Is organic ham better?
If there were ever a time to buy organic, it’s most definitely with ham. While organic ham won’t cut down on cholesterol and saturated fats (so it should still be consumed in moderation), it will reduce the rate of exposure to hormones and chemical toxins. According to the United States Department of Agriculture (USDA), animals raised on organic farms must be given organic feed and access to outdoor ranges to be certified organic. This cuts down on the rate of illness, and consequently, the use of antibiotics and hormones.
How to properly cook a ham
In the oven
Once you have purchased your meat and are ready to get cooking, the most foolproof option is to do so in the oven. There are just a few steps to follow to ensure the best meal every time.
- Preheat the oven to 325 degrees Fahrenheit. Though this seems like a low temp, you’ll want to cook the ham slowly to keep it from drying out.
- Add your favorite rub or seasonings to give your ham a unique flavor. Some suggestions include rosemary, olive oil, sea salt, lemon zest, thyme, and turmeric. Coat the entire ham before placing it in a roasting pan, and do so with the fatty side up.
- Cook the ham uncovered for a total time of 20 minutes per pound (for example, a 4-pound ham would cook for 80 minutes). Be sure to turn it over halfway through cooking, and avoid piercing the ham with a fork, which will help it retain the natural juices.

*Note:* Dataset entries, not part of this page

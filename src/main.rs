//! Interactive RPL calculator on stdin and stdout.
//!
//! ```ignore
//! echo '1 2 +' | rplish
//! ```

fn main() {
    #[cfg(feature = "tracing-subscriber")]
    tracing_subscriber::fmt::init();

    let config = match rplish::Config::from_env() {
        Ok(config) => config,
        Err(e) => {
            eprintln!("{e}");
            std::process::exit(2);
        }
    };
    let stdin = std::io::stdin().lock();
    let mut stdout = std::io::stdout().lock();
    let mut stderr = std::io::stderr().lock();

    rplish::repl(stdin, &mut stdout, &mut stderr, &config).expect("unexpected I/O error");
}
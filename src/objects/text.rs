//! Text and symbols: length-prefixed UTF-8.

use crate::data::objects::{self, Object, Text};
use crate::data::{Ptr, Tag};
use crate::dispatch::{self, Handlers, OBJECT};
use crate::eval::Error;
use crate::reader::token::{is_symbol, unquote};
use crate::reader::{Parsed, Parser};
use crate::render::Renderer;

use super::next_token;

pub static TEXT: Handlers = Handlers {
    name: "text",
    base: Some(&OBJECT),
    size: Some(objects::prefixed_size),
    evaluate: Some(super::push_self),
    parse: Some(parse_text),
    render: Some(render_text),
    help: Some("Text"),
    marker: Some('"'),
    ..Handlers::NONE
};

pub static SYMBOL: Handlers = Handlers {
    name: "symbol",
    base: Some(&OBJECT),
    size: Some(objects::prefixed_size),
    evaluate: Some(evaluate_symbol),
    parse: Some(parse_symbol),
    render: Some(render_symbol),
    help: Some("Variables"),
    ..Handlers::NONE
};

/// Words that belong to control structures and cannot name variables.
pub const KEYWORDS: &[&str] = &[
    "IF", "THEN", "ELSE", "END", "DO", "UNTIL", "WHILE", "REPEAT", "START", "NEXT", "STEP",
];

pub fn is_keyword(word: &str) -> bool {
    KEYWORDS.iter().any(|k| k.eq_ignore_ascii_case(word))
}

fn parse_text<'rt>(_tag: Tag, parser: &mut Parser<'rt, '_>) -> Parsed<'rt> {
    let token = match next_token(parser) {
        Ok(t) => t,
        Err(p) => return p,
    };
    if !token.text.starts_with('"') {
        return Parsed::Skip;
    }
    parser.accept(token);
    parser.make(&Text::text(&unquote(token.text)))
}

fn render_text(object: &Ptr, r: &mut Renderer) -> Result<(), Error> {
    match object.get()? {
        Object::Text(s) => {
            r.put("\"")?;
            r.put(&s.replace('"', "\"\""))?;
            r.put("\"")
        }
        v => Err(Error::InvalidObject(format!("{v:?} is not text"))),
    }
}

fn parse_symbol<'rt>(_tag: Tag, parser: &mut Parser<'rt, '_>) -> Parsed<'rt> {
    let token = match next_token(parser) {
        Ok(t) => t,
        Err(p) => return p,
    };
    if !is_symbol(token.text) || is_keyword(token.text) {
        return Parsed::Skip;
    }
    parser.accept(token);
    parser.make(&Text::symbol(token.text))
}

fn render_symbol(object: &Ptr, r: &mut Renderer) -> Result<(), Error> {
    match object.get()? {
        Object::Symbol(s) => r.put(&s),
        v => Err(Error::InvalidObject(format!("{v:?} is not a symbol"))),
    }
}

/// A bound name runs its program or evaluates its value;
/// an unbound name stands for itself.
fn evaluate_symbol(object: &Ptr) -> Result<(), Error> {
    let rt = object.runtime();
    let name = match object.get()? {
        Object::Symbol(s) => s,
        v => return Err(Error::InvalidObject(format!("{v:?} is not a symbol"))),
    };
    match rt.lookup(&name) {
        Some(value) if value.tag() == Tag::Program => dispatch::execute(&value),
        Some(value) => dispatch::evaluate(&value),
        None => rt.push(object),
    }
}

#[cfg(test)]
mod tests {
    use crate::data::objects::Object;
    use crate::data::{Runtime, Tag};
    use crate::reader::parse;
    use crate::render::to_string;

    #[test]
    fn text_round_trip() {
        let rt = Runtime::default();
        let source = r#""a ""quoted"" word""#;
        let text = parse(&rt, source).unwrap();
        match text.get().unwrap() {
            Object::Text(s) => assert_eq!(s, r#"a "quoted" word"#),
            v => panic!("unexpected object: {v:?}"),
        }
        assert_eq!(to_string(&text, true).unwrap(), source);
    }

    #[test]
    fn keywords_are_not_symbols() {
        let rt = Runtime::default();
        assert!(parse(&rt, "then").is_err());
        let s = parse(&rt, "thenceforth").unwrap();
        assert_eq!(s.tag(), Tag::Symbol);
    }

    #[test]
    fn unbound_symbol_pushes_itself() {
        let rt = Runtime::default();
        let s = parse(&rt, "x").unwrap();
        crate::dispatch::evaluate(&s).unwrap();
        assert_eq!(rt.depth(), 1);
        assert_eq!(rt.peek(0).unwrap().tag(), Tag::Symbol);
    }
}
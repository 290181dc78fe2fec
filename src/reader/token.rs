//! Splitting RPL source into tokens.
//!
//! Tokens are whitespace-separated words, except that the structural
//! delimiters `{ } « » '` always stand alone, `<<` and `>>` are accepted for
//! `«` and `»`, and a text literal runs from `"` to the matching `"`
//! (a doubled `""` inside is a literal quote).

use crate::reader::ReadErr;

/// A token and its byte range in the source.
#[derive(Debug, Clone, Copy, PartialEq, Eq)]
pub struct Token<'s> {
    pub text: &'s str,
    pub start: usize,
    pub end: usize,
}

impl Token<'_> {
    /// Case-insensitive comparison, for keywords and command names.
    pub fn is(&self, word: &str) -> bool {
        self.text.eq_ignore_ascii_case(word)
    }

    /// Whether this token opens a program.
    pub fn opens_program(&self) -> bool {
        self.text == "«" || self.text == "<<"
    }

    /// Whether this token closes a program.
    pub fn closes_program(&self) -> bool {
        self.text == "»" || self.text == ">>"
    }
}

mod regex {
    use regex::Regex;
    use std::sync::OnceLock;

    pub(super) fn space() -> &'static Regex {
        static SPACE: OnceLock<Regex> = OnceLock::new();
        SPACE.get_or_init(|| Regex::new(r"\A\s+").expect("could not compile regex for space"))
    }

    pub(super) fn delimiter() -> &'static Regex {
        static MATCH: OnceLock<Regex> = OnceLock::new();
        MATCH.get_or_init(|| {
            Regex::new(r#"\A(<<|>>|[{}«»'])"#).expect("could not compile regex for delimiters")
        })
    }

    pub(super) fn text() -> &'static Regex {
        static MATCH: OnceLock<Regex> = OnceLock::new();
        MATCH.get_or_init(|| {
            // Opening quote, then doubled quotes or anything but a quote.
            // The closing quote is checked separately, so an unterminated
            // literal can be reported as incomplete.
            Regex::new(r#"\A"(""|[^"])*"#).expect("could not compile regex for text")
        })
    }

    pub(super) fn word() -> &'static Regex {
        static MATCH: OnceLock<Regex> = OnceLock::new();
        MATCH.get_or_init(|| {
            Regex::new(r#"\A[^\s{}«»'"]+"#).expect("could not compile regex for words")
        })
    }

    pub(super) fn integer() -> &'static Regex {
        static MATCH: OnceLock<Regex> = OnceLock::new();
        MATCH.get_or_init(|| Regex::new(r"\A-?[0-9]+\z").expect("could not compile regex for integer"))
    }

    pub(super) fn decimal() -> &'static Regex {
        static MATCH: OnceLock<Regex> = OnceLock::new();
        MATCH.get_or_init(|| {
            Regex::new(r"\A-?([0-9]+\.[0-9]*|\.[0-9]+)([eE][-+]?[0-9]+)?\z")
                .expect("could not compile regex for decimal")
        })
    }

    pub(super) fn symbol() -> &'static Regex {
        static MATCH: OnceLock<Regex> = OnceLock::new();
        MATCH.get_or_init(|| {
            Regex::new(r"\A[\pL_][\pL\pN_]*\z").expect("could not compile regex for symbol")
        })
    }
}

pub fn is_integer(word: &str) -> bool {
    regex::integer().is_match(word)
}

pub fn is_decimal(word: &str) -> bool {
    regex::decimal().is_match(word)
}

pub fn is_symbol(word: &str) -> bool {
    regex::symbol().is_match(word)
}

/// Number of bytes of whitespace at the start of `input`.
pub fn space(input: &str) -> usize {
    regex::space().find(input).map(|m| m.end()).unwrap_or(0)
}

/// The token starting exactly at `position`, if the input is not exhausted.
pub fn next(source: &str, position: usize) -> Result<Option<Token<'_>>, ReadErr> {
    let input = &source[position..];
    if input.is_empty() {
        return Ok(None);
    }
    let token = |len: usize| Token {
        text: &source[position..position + len],
        start: position,
        end: position + len,
    };

    if let Some(m) = regex::delimiter().find(input) {
        return Ok(Some(token(m.end())));
    }
    if let Some(m) = regex::text().find(input) {
        let rest = &input[m.end()..];
        if !rest.starts_with('"') {
            return Err(ReadErr::Incomplete {
                message: "unterminated text".to_owned(),
                position,
            });
        }
        return Ok(Some(token(m.end() + 1)));
    }
    if let Some(m) = regex::word().find(input) {
        // `>>` ends a word so that `<<1 2 +>>` closes the program.
        let len = match m.as_str().find(">>") {
            Some(0) | None => m.end(),
            Some(i) => i,
        };
        return Ok(Some(token(len)));
    }
    unreachable!("whitespace must be skipped before reading a token")
}

/// The contents of a text token, without quotes and with `""` collapsed.
pub fn unquote(token: &str) -> String {
    token[1..token.len() - 1].replace("\"\"", "\"")
}

#[cfg(test)]
mod tests {
    use super::*;

    fn tokens(source: &str) -> Vec<&str> {
        let mut result = Vec::new();
        let mut position = space(source);
        while let Some(t) = next(source, position).unwrap() {
            result.push(t.text);
            position = t.end + space(&source[t.end..]);
        }
        result
    }

    #[test]
    fn delimiters_stand_alone() {
        assert_eq!(tokens("{1 2}"), vec!["{", "1", "2", "}"]);
        assert_eq!(tokens("«dup»"), vec!["«", "dup", "»"]);
        assert_eq!(tokens("'X'"), vec!["'", "X", "'"]);
        assert_eq!(tokens("<<1 2 +>>"), vec!["<<", "1", "2", "+", ">>"]);
    }

    #[test]
    fn text_with_quotes() {
        assert_eq!(tokens(r#" "say ""hi""" x"#), vec![r#""say ""hi""""#, "x"]);
        assert_eq!(unquote(r#""say ""hi""""#), r#"say "hi""#);
    }

    #[test]
    fn unterminated_text_is_incomplete() {
        match next(r#""abc"#, 0) {
            Err(ReadErr::Incomplete { position: 0, .. }) => (),
            v => panic!("unexpected result: {v:?}"),
        };
    }

    #[test]
    fn number_shapes() {
        for good in ["0", "-12", "123456789012345678901234567890"] {
            assert!(is_integer(good), "{good}");
        }
        for good in ["1.", "-.5", "2.5e10", "3.E-2"] {
            assert!(is_decimal(good), "{good}");
            assert!(!is_integer(good), "{good}");
        }
        for bad in ["-", "1e5", "1.2.3", "."] {
            assert!(!is_decimal(bad), "{bad}");
        }
    }

    #[test]
    fn symbol_shapes() {
        assert!(is_symbol("x"));
        assert!(is_symbol("_tmp2"));
        assert!(is_symbol("Δt"));
        assert!(!is_symbol("2x"));
        assert!(!is_symbol("a-b"));
    }
}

- Test the temperature. Your ham will be done when the internal temperature is between 160 and 170 degrees Fahrenheit. Once it’s done cooking, allow the ham to cool for ten minutes; this also lets the juices redistribute throughout the meat.
Curing and smoking
Curing and smoking a ham requires a lot of extra time (over two weeks!), but if you’ve planned ahead and have the time, it can be a wonderfully special dish. To cure ham, you’ll need a special combination of ingredients, starting with curing salt. You can’t use regular salt when curing ham—it must be specifically curing salt that is non-iodized. For every two cups of salt, add one tablespoon red pepper, one tablespoon black pepper, and one cup brown sugar; mix all together. Then, cut slits around each joint of the meat and pack your curing mixture into each, and finish with a good coating on top. Let the ham rest for 18 days in a refrigerator set to 36-40 degrees Fahrenheit.
You can also smoke the ham and give it even more rich, deep flavor, but you’ll need to secure a smoker and some firing wood. Set the temperature to 200-225 degrees Fahrenheit and smoke for about an hour and a half. Then, wrap the ham in foil, and smoke for another hour until the internal temperature of the meat reaches 140 degrees.
Dishes that can accompany ham
Once you’ve picked out the perfect ham for dinner, make sure to pair it with some healthy veggies and sides for a complete meal. Here are some of Thrive Market’s favorites.
No one will refuse to eat their green vegetables with a savory dish like this, combining a rich anchovy sauce with briny capers atop a bed of garlic-roasted broccolini. To prepare, you’ll also need some ghee, lemon, parsley, olive oil, red pepper flakes, and salt.
What’s a ham dinner without a side of warm mashed potatoes? Except this version won’t make you ready for a nap afterwards because it calls for red potatoes and olive oil to sub in for heavy cream, keeping things fresh and healthy. Add chives for extra garnish.
This side dish may take some of the charm away from the ham because the mixture of honey, cinnamon, and ginger is almost too good. Cumin also packs a punch into this root vegetable that is just begging for second helpings.
Switch things up with this healthy version of elotes, or Mexican street corn. It’s topped with an avocado oil-based mayo and crumbled feta cheese, while lime and cilantro provide a fresh, crisp taste that pairs well against the dark, rich flavors of ham.